* WHAT IS NEEDED
From the line with "Hash, Serialize, Deserialize)]" through the line with "impl fmt::Display for", inclusive, return each line of the data below exactly and leave the rest out.

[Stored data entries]
======

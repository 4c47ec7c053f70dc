//! Gemini provider implementation

use super::config::GeminiConfig;
use super::security::sanitize_api_error;
use super::types::*;
use crate::completion::{CompletionRequest, CompletionResponse, TokenUsage};
use crate::error::{Error, Result};
use crate::provider::LlmProvider;
use reqwest::header::{HeaderMap, RETRY_AFTER};
use reqwest::Client;
use std::time::Duration;
use tracing::{debug, instrument, warn};

/// Google Gemini provider
pub struct GeminiProvider {
    client: Client,
    pub(crate) config: GeminiConfig,
}

impl GeminiProvider {
    /// Create a new Gemini provider
    pub fn new(config: GeminiConfig) -> Result<Self> {
        let client = Client::builder()
            .timeout(config.timeout)
            .build()
            .map_err(|e| Error::Network(e.to_string()))?;

        Ok(Self { client, config })
    }

    /// Create from environment variables
    pub fn from_env() -> Result<Self> {
        Self::new(GeminiConfig::from_env()?)
    }

    fn build_request(&self, request: &CompletionRequest) -> GeminiRequest {
        let max_tokens = request
            .max_tokens
            .unwrap_or(self.config.default_max_tokens);

        GeminiRequest {
            contents: vec![GeminiContent::text(Some("user"), request.prompt.clone())],
            system_instruction: request
                .system
                .as_ref()
                .map(|s| GeminiContent::text(None, s.clone())),
            generation_config: Some(GenerationConfig {
                temperature: request.temperature,
                max_output_tokens: Some(max_tokens),
                response_mime_type: request
                    .json_output
                    .then(|| "application/json".to_string()),
            }),
        }
    }

    async fn send_request(&self, model: &str, request: &GeminiRequest) -> Result<GeminiResponse> {
        // SECURITY: Don't log the full URL (contains API key)
        debug!("Sending request to Gemini model: {}", model);

        let url = format!(
            "{}/models/{}:generateContent?key={}",
            self.config.base_url, model, self.config.api_key
        );

        let response = self
            .client
            .post(&url)
            .header("content-type", "application/json")
            .json(request)
            .send()
            .await
            .map_err(|e| {
                if e.is_timeout() {
                    Error::Timeout(self.config.timeout.as_millis() as u64)
                } else {
                    Error::Network(sanitize_api_error(&e.without_url().to_string()))
                }
            })?;

        let status = response.status();
        let header_retry = retry_after_header(response.headers());
        let body = response
            .text()
            .await
            .map_err(|e| Error::Network(e.to_string()))?;

        if !status.is_success() {
            warn!(status = %status, "Gemini API error response");
            return Err(classify_error(status.as_u16(), &body, header_retry));
        }

        serde_json::from_str(&body).map_err(|e| {
            Error::InvalidResponse(format!(
                "{}: {}",
                e,
                crate::util::truncate_safe(&body, 200)
            ))
        })
    }
}

/// Map a non-success Gemini response onto the error taxonomy.
///
/// 429 becomes [`Error::RateLimit`] carrying whatever delay the backend
/// suggested (`retryDelay` detail, "reset after Ns" message, or the
/// `Retry-After` header, in that order).
pub(crate) fn classify_error(status: u16, body: &str, header_retry: Option<Duration>) -> Error {
    let parsed = serde_json::from_str::<GeminiError>(body).ok();

    if status == 429 {
        let retry_after = parsed
            .as_ref()
            .and_then(|e| suggested_retry_delay(&e.error))
            .or(header_retry);
        return Error::RateLimit { retry_after };
    }

    match parsed {
        Some(error) => {
            warn!(
                error_status = %error.error.status,
                error_code = error.error.code,
                "Gemini API error detail"
            );
            let message = sanitize_api_error(&format!(
                "{}: {}",
                error.error.status, error.error.message
            ));
            if (500..600).contains(&status) {
                Error::ServerError(message)
            } else {
                Error::Api(message)
            }
        }
        None if (500..600).contains(&status) => {
            Error::ServerError(sanitize_api_error(&format!("HTTP {}", status)))
        }
        // SECURITY: Don't expose raw HTTP response body
        None => Error::Api(sanitize_api_error(&format!("HTTP {}", status))),
    }
}

/// Extract the backend's retry hint from a 429 error body.
pub(crate) fn suggested_retry_delay(detail: &GeminiErrorDetail) -> Option<Duration> {
    let from_details = detail.details.as_ref().and_then(|details| {
        details
            .iter()
            .filter_map(|d| d.get("retryDelay").and_then(|v| v.as_str()))
            .find_map(parse_seconds)
    });
    if from_details.is_some() {
        return from_details;
    }

    // "Your quota will reset after 17s."
    let pos = detail.message.find("reset after ")?;
    let rest = &detail.message[pos + "reset after ".len()..];
    let end = rest.find('s')?;
    parse_seconds(&rest[..=end])
}

/// Parse `"5s"` / `"1.5s"` into a duration.
fn parse_seconds(value: &str) -> Option<Duration> {
    let secs: f64 = value.trim().strip_suffix('s')?.trim().parse().ok()?;
    Duration::try_from_secs_f64(secs).ok()
}

fn retry_after_header(headers: &HeaderMap) -> Option<Duration> {
    headers
        .get(RETRY_AFTER)
        .and_then(|v| v.to_str().ok())
        .and_then(|s| s.trim().parse::<u64>().ok())
        .map(Duration::from_secs)
}

fn into_completion(response: GeminiResponse, model: &str) -> Result<CompletionResponse> {
    let candidate = response
        .candidates
        .into_iter()
        .next()
        .ok_or_else(|| Error::InvalidResponse("no candidates in response".to_string()))?;

    let content: String = candidate
        .content
        .map(|c| c.parts.into_iter().filter_map(|p| p.text).collect())
        .unwrap_or_default();

    let usage = response.usage_metadata.map(|u| TokenUsage {
        prompt_tokens: u.prompt_token_count,
        completion_tokens: u.candidates_token_count.unwrap_or(0),
        total_tokens: u.total_token_count,
    });

    Ok(CompletionResponse {
        content,
        usage,
        finish_reason: candidate.finish_reason,
        model: model.to_string(),
    })
}

#[async_trait::async_trait]
impl LlmProvider for GeminiProvider {
    fn name(&self) -> &str {
        "gemini"
    }

    fn default_model(&self) -> &str {
        &self.config.default_model
    }

    #[instrument(skip(self, request), fields(model = tracing::field::Empty))]
    async fn complete(&self, request: CompletionRequest) -> Result<CompletionResponse> {
        let model = if request.model.is_empty() {
            self.config.default_model.clone()
        } else {
            request.model.clone()
        };
        tracing::Span::current().record("model", model.as_str());

        let gemini_request = self.build_request(&request);
        let response = self.send_request(&model, &gemini_request).await?;
        into_completion(response, &model)
    }
}
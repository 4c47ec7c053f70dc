//! Quizforge Core - Admission, Pacing and Quiz Workflow
//!
//! This crate provides the core of Quizforge:
//! - Quota: per-minute and per-day usage accounting with a persisted state
//! - Governor: single-worker queue that paces and retries outbound AI calls
//! - Quiz: generation and grading workflow built on the two above
//! - Session: storage for generated quizzes and graded answers
//! - Document: text extraction for uploaded study material

#![forbid(unsafe_code)]
#![warn(missing_docs)]

pub mod clock;
pub mod document;
pub mod error;
pub mod governor;
pub mod quiz;
pub mod quota;
pub mod session;

pub use clock::{Clock, ManualClock, SystemClock};
pub use document::{extract_text, DocumentKind};
pub use error::{Error, Result};
pub use governor::{GovernorConfig, GovernorStats, RequestGovernor};
pub use quiz::{
    AnswerRecord, AnswerSubmission, Grade, GradedBy, Question, QuestionType, QuizOptions,
    QuizOutcome, QuizRequest, QuizService, QuizSession, QuizSource, Verdict,
};
pub use quota::{
    DailyUsage, FileQuotaStore, MemoryQuotaStore, PersistenceError, QuotaConfig, QuotaSnapshot,
    QuotaState, QuotaStatus, QuotaStore, QuotaTracker,
};
pub use session::{MemorySessionStore, SessionStore, SessionSummary};
//! CLI module for Quizforge
//!
//! Provides commands:
//! - `serve`: Run the HTTP server (default)
//! - `quota`: Show quota usage from the persisted state file
//! - `doctor`: Configuration and environment diagnostics

use clap::{Parser, Subcommand};

pub mod doctor;
pub mod quota;

/// Quizforge CLI
#[derive(Parser, Debug)]
#[command(name = "quizforge")]
#[command(about = "AI quiz generation service with quota-aware request pacing")]
#[command(version)]
pub struct Cli {
    #[command(subcommand)]
    pub command: Option<Commands>,
}

#[derive(Subcommand, Debug)]
pub enum Commands {
    /// Start the server (default)
    Serve,
    /// Show quota usage
    Quota {
        /// Print JSON instead of a table
        #[arg(long)]
        json: bool,
        /// Refresh every 2 seconds
        #[arg(long, conflicts_with = "json")]
        watch: bool,
    },
    /// Run configuration diagnostics
    Doctor,
}

/// Run the CLI command
pub async fn run(cli: Cli) -> anyhow::Result<()> {
    match cli.command {
        Some(Commands::Quota { json, watch }) => quota::run(json, watch).await,
        Some(Commands::Doctor) => doctor::run().await,
        Some(Commands::Serve) | None => crate::server::run().await,
    }
}
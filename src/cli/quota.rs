//! CLI command: `quizforge quota`
//!
//! Displays minute and daily usage from the persisted quota state, the time
//! until the minute window resets, and recent daily history.

use crate::server::load_config;
use quizforge_core::{FileQuotaStore, QuotaSnapshot, QuotaTracker};
use std::sync::Arc;

/// Days of history shown in the table
const HISTORY_ROWS: usize = 7;

/// Run the quota subcommand.
pub async fn run(json: bool, watch: bool) -> anyhow::Result<()> {
    if watch {
        run_watch().await
    } else if json {
        run_json().await
    } else {
        run_table().await
    }
}

async fn load_snapshot() -> anyhow::Result<QuotaSnapshot> {
    let config = load_config()?;
    let tracker = QuotaTracker::new(
        config.quota_config(),
        Arc::new(FileQuotaStore::new(config.quota_state_path())),
    );
    Ok(tracker.status().await)
}

/// Pretty-printed table output.
async fn run_table() -> anyhow::Result<()> {
    let snapshot = load_snapshot().await?;
    print!("{}", render_table(&snapshot));
    Ok(())
}

fn render_table(snapshot: &QuotaSnapshot) -> String {
    let mut out = String::new();
    let rule = format!("  {}\n", "-".repeat(56));

    out.push('\n');
    out.push_str(&format!("  Quota ({})\n", snapshot.day_key));
    out.push_str(&rule);
    out.push_str(&format!(
        "  {:<14} {}\n",
        "This minute",
        format_ratio(snapshot.requests_this_minute, snapshot.minute_quota)
    ));
    out.push_str(&format!(
        "  {:<14} {}\n",
        "Today",
        format_ratio(snapshot.requests_today, snapshot.daily_quota)
    ));
    out.push_str(&format!(
        "  {:<14} {}\n",
        "Status",
        if snapshot.is_quota_exceeded {
            format!("EXCEEDED, resets in {}", format_millis(snapshot.time_to_reset_ms))
        } else {
            "ok".to_string()
        }
    ));
    if snapshot.quota_exceeded_count > 0 {
        out.push_str(&format!(
            "  {:<14} {}\n",
            "Exceeded",
            format_number_with_commas(u64::from(snapshot.quota_exceeded_count))
        ));
    }

    if !snapshot.history.is_empty() {
        out.push_str(&rule);
        out.push_str(&format!("  {:<14} {:<12} Exceeded\n", "Date", "Requests"));
        for day in snapshot.history.iter().rev().take(HISTORY_ROWS) {
            out.push_str(&format!(
                "  {:<14} {:<12} {}\n",
                day.date.to_string(),
                format_number_with_commas(u64::from(day.requests)),
                day.quota_exceeds
            ));
        }
    }
    out.push_str(&rule);
    out.push('\n');
    out
}

/// JSON output for scripting.
async fn run_json() -> anyhow::Result<()> {
    let snapshot = load_snapshot().await?;
    println!("{}", serde_json::to_string_pretty(&snapshot)?);
    Ok(())
}

/// Watch mode: refresh display every 2 seconds.
async fn run_watch() -> anyhow::Result<()> {
    loop {
        // Clear screen
        print!("\x1b[2J\x1b[H");
        run_table().await?;
        println!("  (refreshing every 2s, Ctrl+C to exit)");
        tokio::time::sleep(tokio::time::Duration::from_secs(2)).await;
    }
}

// ── helpers ──────────────────────────────────────────────────────────────

fn format_ratio(used: u32, limit: u32) -> String {
    let pct = if limit > 0 {
        (f64::from(used) / f64::from(limit) * 100.0) as u64
    } else {
        0
    };
    format!(
        "{} / {} ({}%)",
        format_number_with_commas(u64::from(used)),
        format_number_with_commas(u64::from(limit)),
        pct
    )
}

fn format_millis(ms: u64) -> String {
    let secs = ms.div_ceil(1000);
    if secs >= 60 {
        format!("{}m {}s", secs / 60, secs % 60)
    } else {
        format!("{}s", secs)
    }
}

fn format_number_with_commas(n: u64) -> String {
    let s = n.to_string();
    let mut result = String::new();
    for (i, c) in s.chars().rev().enumerate() {
        if i > 0 && i % 3 == 0 {
            result.push(',');
        }
        result.push(c);
    }
    result.chars().rev().collect()
}
//! Quiz domain types

use chrono::{DateTime, Utc};
use serde::{Deserialize, Serialize};
use std::fmt;
use std::str::FromStr;
use uuid::Uuid;

/// Smallest quiz that can be requested
pub const MIN_QUESTIONS: u32 = 1;
/// Largest quiz that can be requested
pub const MAX_QUESTIONS: u32 = 20;

/// Kind of question a quiz is made of
#[derive(Debug, Clone, Copy, PartialEq, Eq, Hash, Serialize, Deserialize)]
#[serde(rename_all = "snake_case")]
pub enum QuestionType {
    /// Pick one of several options
    MultipleChoice,
    /// True or false statement
    TrueFalse,
    /// Free-form answer, graded by the AI backend
    OpenEnded,
}

impl QuestionType {
    /// Wire name
    #[must_use]
    pub fn as_str(&self) -> &'static str {
        match self {
            Self::MultipleChoice => "multiple_choice",
            Self::TrueFalse => "true_false",
            Self::OpenEnded => "open_ended",
        }
    }

    /// Whether answers can be graded without calling the backend
    #[must_use]
    pub fn is_locally_graded(&self) -> bool {
        !matches!(self, Self::OpenEnded)
    }
}

impl fmt::Display for QuestionType {
    fn fmt(&self, f: &mut fmt::Formatter<'_>) -> fmt::Result {
        f.write_str(self.as_str())
    }
}

impl FromStr for QuestionType {
    type Err = String;

    fn from_str(s: &str) -> Result<Self, Self::Err> {
        match s.trim().to_lowercase().replace('-', "_").as_str() {
            "multiple_choice" | "mcq" => Ok(Self::MultipleChoice),
            "true_false" | "tf" => Ok(Self::TrueFalse),
            "open_ended" | "open" => Ok(Self::OpenEnded),
            other => Err(format!("unknown question type: {}", other)),
        }
    }
}

/// Where the study material comes from
#[derive(Debug, Clone, PartialEq, Eq, Serialize, Deserialize)]
#[serde(tag = "kind", rename_all = "snake_case")]
pub enum QuizSource {
    /// A typed topic or free text
    Topic {
        /// Topic text
        topic: String,
    },
    /// Text extracted from an uploaded document
    Document {
        /// Original file name
        file_name: String,
        /// Extracted text
        text: String,
    },
}

impl QuizSource {
    /// Material handed to the backend
    #[must_use]
    pub fn material(&self) -> &str {
        match self {
            Self::Topic { topic } => topic,
            Self::Document { text, .. } => text,
        }
    }

    /// Short human-readable label for listings
    #[must_use]
    pub fn label(&self) -> String {
        match self {
            Self::Topic { topic } => {
                let topic = topic.trim();
                if topic.chars().count() > 60 {
                    format!("{}...", topic.chars().take(57).collect::<String>())
                } else {
                    topic.to_string()
                }
            }
            Self::Document { file_name, .. } => file_name.clone(),
        }
    }
}

/// A request to generate a quiz
#[derive(Debug, Clone, PartialEq, Eq, Serialize, Deserialize)]
pub struct QuizRequest {
    /// Study material
    pub source: QuizSource,
    /// Question kind
    pub question_type: QuestionType,
    /// Number of questions
    pub count: u32,
}

impl QuizRequest {
    /// Quiz on a typed topic
    pub fn topic(topic: impl Into<String>, question_type: QuestionType, count: u32) -> Self {
        Self {
            source: QuizSource::Topic {
                topic: topic.into(),
            },
            question_type,
            count,
        }
    }

    /// Quiz on an uploaded document's text
    pub fn document(
        file_name: impl Into<String>,
        text: impl Into<String>,
        question_type: QuestionType,
        count: u32,
    ) -> Self {
        Self {
            source: QuizSource::Document {
                file_name: file_name.into(),
                text: text.into(),
            },
            question_type,
            count,
        }
    }
}

/// One generated question
#[derive(Debug, Clone, PartialEq, Eq, Serialize, Deserialize)]
pub struct Question {
    /// Question text
    pub question: String,
    /// Choices (multiple choice only)
    #[serde(default, skip_serializing_if = "Vec::is_empty")]
    pub options: Vec<String>,
    /// Reference answer
    pub answer: String,
    /// Why the answer is right
    #[serde(default, skip_serializing_if = "Option::is_none")]
    pub explanation: Option<String>,
}

/// What the backend produced for a quiz request
#[derive(Debug, Clone, PartialEq, Eq, Serialize, Deserialize)]
#[serde(tag = "kind", rename_all = "snake_case")]
pub enum QuizOutcome {
    /// Output matched the expected structure
    Structured {
        /// Parsed questions
        questions: Vec<Question>,
    },
    /// Output could not be parsed; kept verbatim
    Unstructured {
        /// Raw backend text
        raw: String,
    },
}

impl QuizOutcome {
    /// Structured questions, if any
    #[must_use]
    pub fn questions(&self) -> Option<&[Question]> {
        match self {
            Self::Structured { questions } => Some(questions),
            Self::Unstructured { .. } => None,
        }
    }
}

/// Grading result
#[derive(Debug, Clone, Copy, PartialEq, Eq, Serialize, Deserialize)]
#[serde(rename_all = "snake_case")]
pub enum Verdict {
    /// Answer accepted
    Correct,
    /// Answer rejected
    Incorrect,
    /// Grader could not decide
    Ungraded,
}

/// Who graded an answer
#[derive(Debug, Clone, Copy, PartialEq, Eq, Serialize, Deserialize)]
#[serde(rename_all = "snake_case")]
pub enum GradedBy {
    /// Compared against the reference answer in-process
    Local,
    /// Judged by the AI backend
    Ai,
}

/// Answer submitted for one question
#[derive(Debug, Clone, PartialEq, Eq, Serialize, Deserialize)]
pub struct AnswerSubmission {
    /// Zero-based question index
    pub question_index: usize,
    /// User's answer
    pub answer: String,
}

/// Outcome of grading one answer
#[derive(Debug, Clone, PartialEq, Eq, Serialize, Deserialize)]
pub struct Grade {
    /// Verdict
    pub verdict: Verdict,
    /// Reference answer, when known
    #[serde(skip_serializing_if = "Option::is_none")]
    pub correct_answer: Option<String>,
    /// Feedback for the user
    #[serde(skip_serializing_if = "Option::is_none")]
    pub feedback: Option<String>,
    /// Grader
    pub graded_by: GradedBy,
}

/// Graded answer kept on the session
#[derive(Debug, Clone, PartialEq, Eq, Serialize, Deserialize)]
pub struct AnswerRecord {
    /// Zero-based question index
    pub question_index: usize,
    /// User's answer
    pub answer: String,
    /// Grading result
    pub grade: Grade,
    /// When the answer was graded
    pub answered_at: DateTime<Utc>,
}

/// A generated quiz and the answers given so far
#[derive(Debug, Clone, PartialEq, Eq, Serialize, Deserialize)]
pub struct QuizSession {
    /// Session id
    pub id: Uuid,
    /// Creation time
    pub created_at: DateTime<Utc>,
    /// Material label
    pub source_label: String,
    /// Question kind
    pub question_type: QuestionType,
    /// Questions requested
    pub requested_count: u32,
    /// Generated content
    pub outcome: QuizOutcome,
    /// Graded answers, oldest first
    #[serde(default)]
    pub answers: Vec<AnswerRecord>,
}

impl QuizSession {
    /// New session created now
    #[must_use]
    pub fn new(request: &QuizRequest, outcome: QuizOutcome) -> Self {
        Self {
            id: Uuid::new_v4(),
            created_at: Utc::now(),
            source_label: request.source.label(),
            question_type: request.question_type,
            requested_count: request.count,
            outcome,
            answers: Vec::new(),
        }
    }

    /// Number of answers graded correct
    #[must_use]
    pub fn score(&self) -> usize {
        self.answers
            .iter()
            .filter(|a| a.grade.verdict == Verdict::Correct)
            .count()
    }
}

======

* REPLY TO THE EXERCISE
#[derive(Debug, Clone, Copy, PartialEq, Eq, Hash, Serialize, Deserialize)]
#[serde(rename_all = "snake_case")]
pub enum QuestionType {
    /// Pick one of several options
    MultipleChoice,
    /// True or false statement
    TrueFalse,
    /// Free-form answer, graded by the AI backend
    OpenEnded,
}

impl QuestionType {
    /// Wire name
    #[must_use]
    pub fn as_str(&self) -> &'static str {
        match self {
            Self::MultipleChoice => "multiple_choice",
            Self::TrueFalse => "true_false",
            Self::OpenEnded => "open_ended",
        }
    }

    /// Whether answers can be graded without calling the backend
    #[must_use]
    pub fn is_locally_graded(&self) -> bool {
        !matches!(self, Self::OpenEnded)
    }
}

impl fmt::Display for QuestionType {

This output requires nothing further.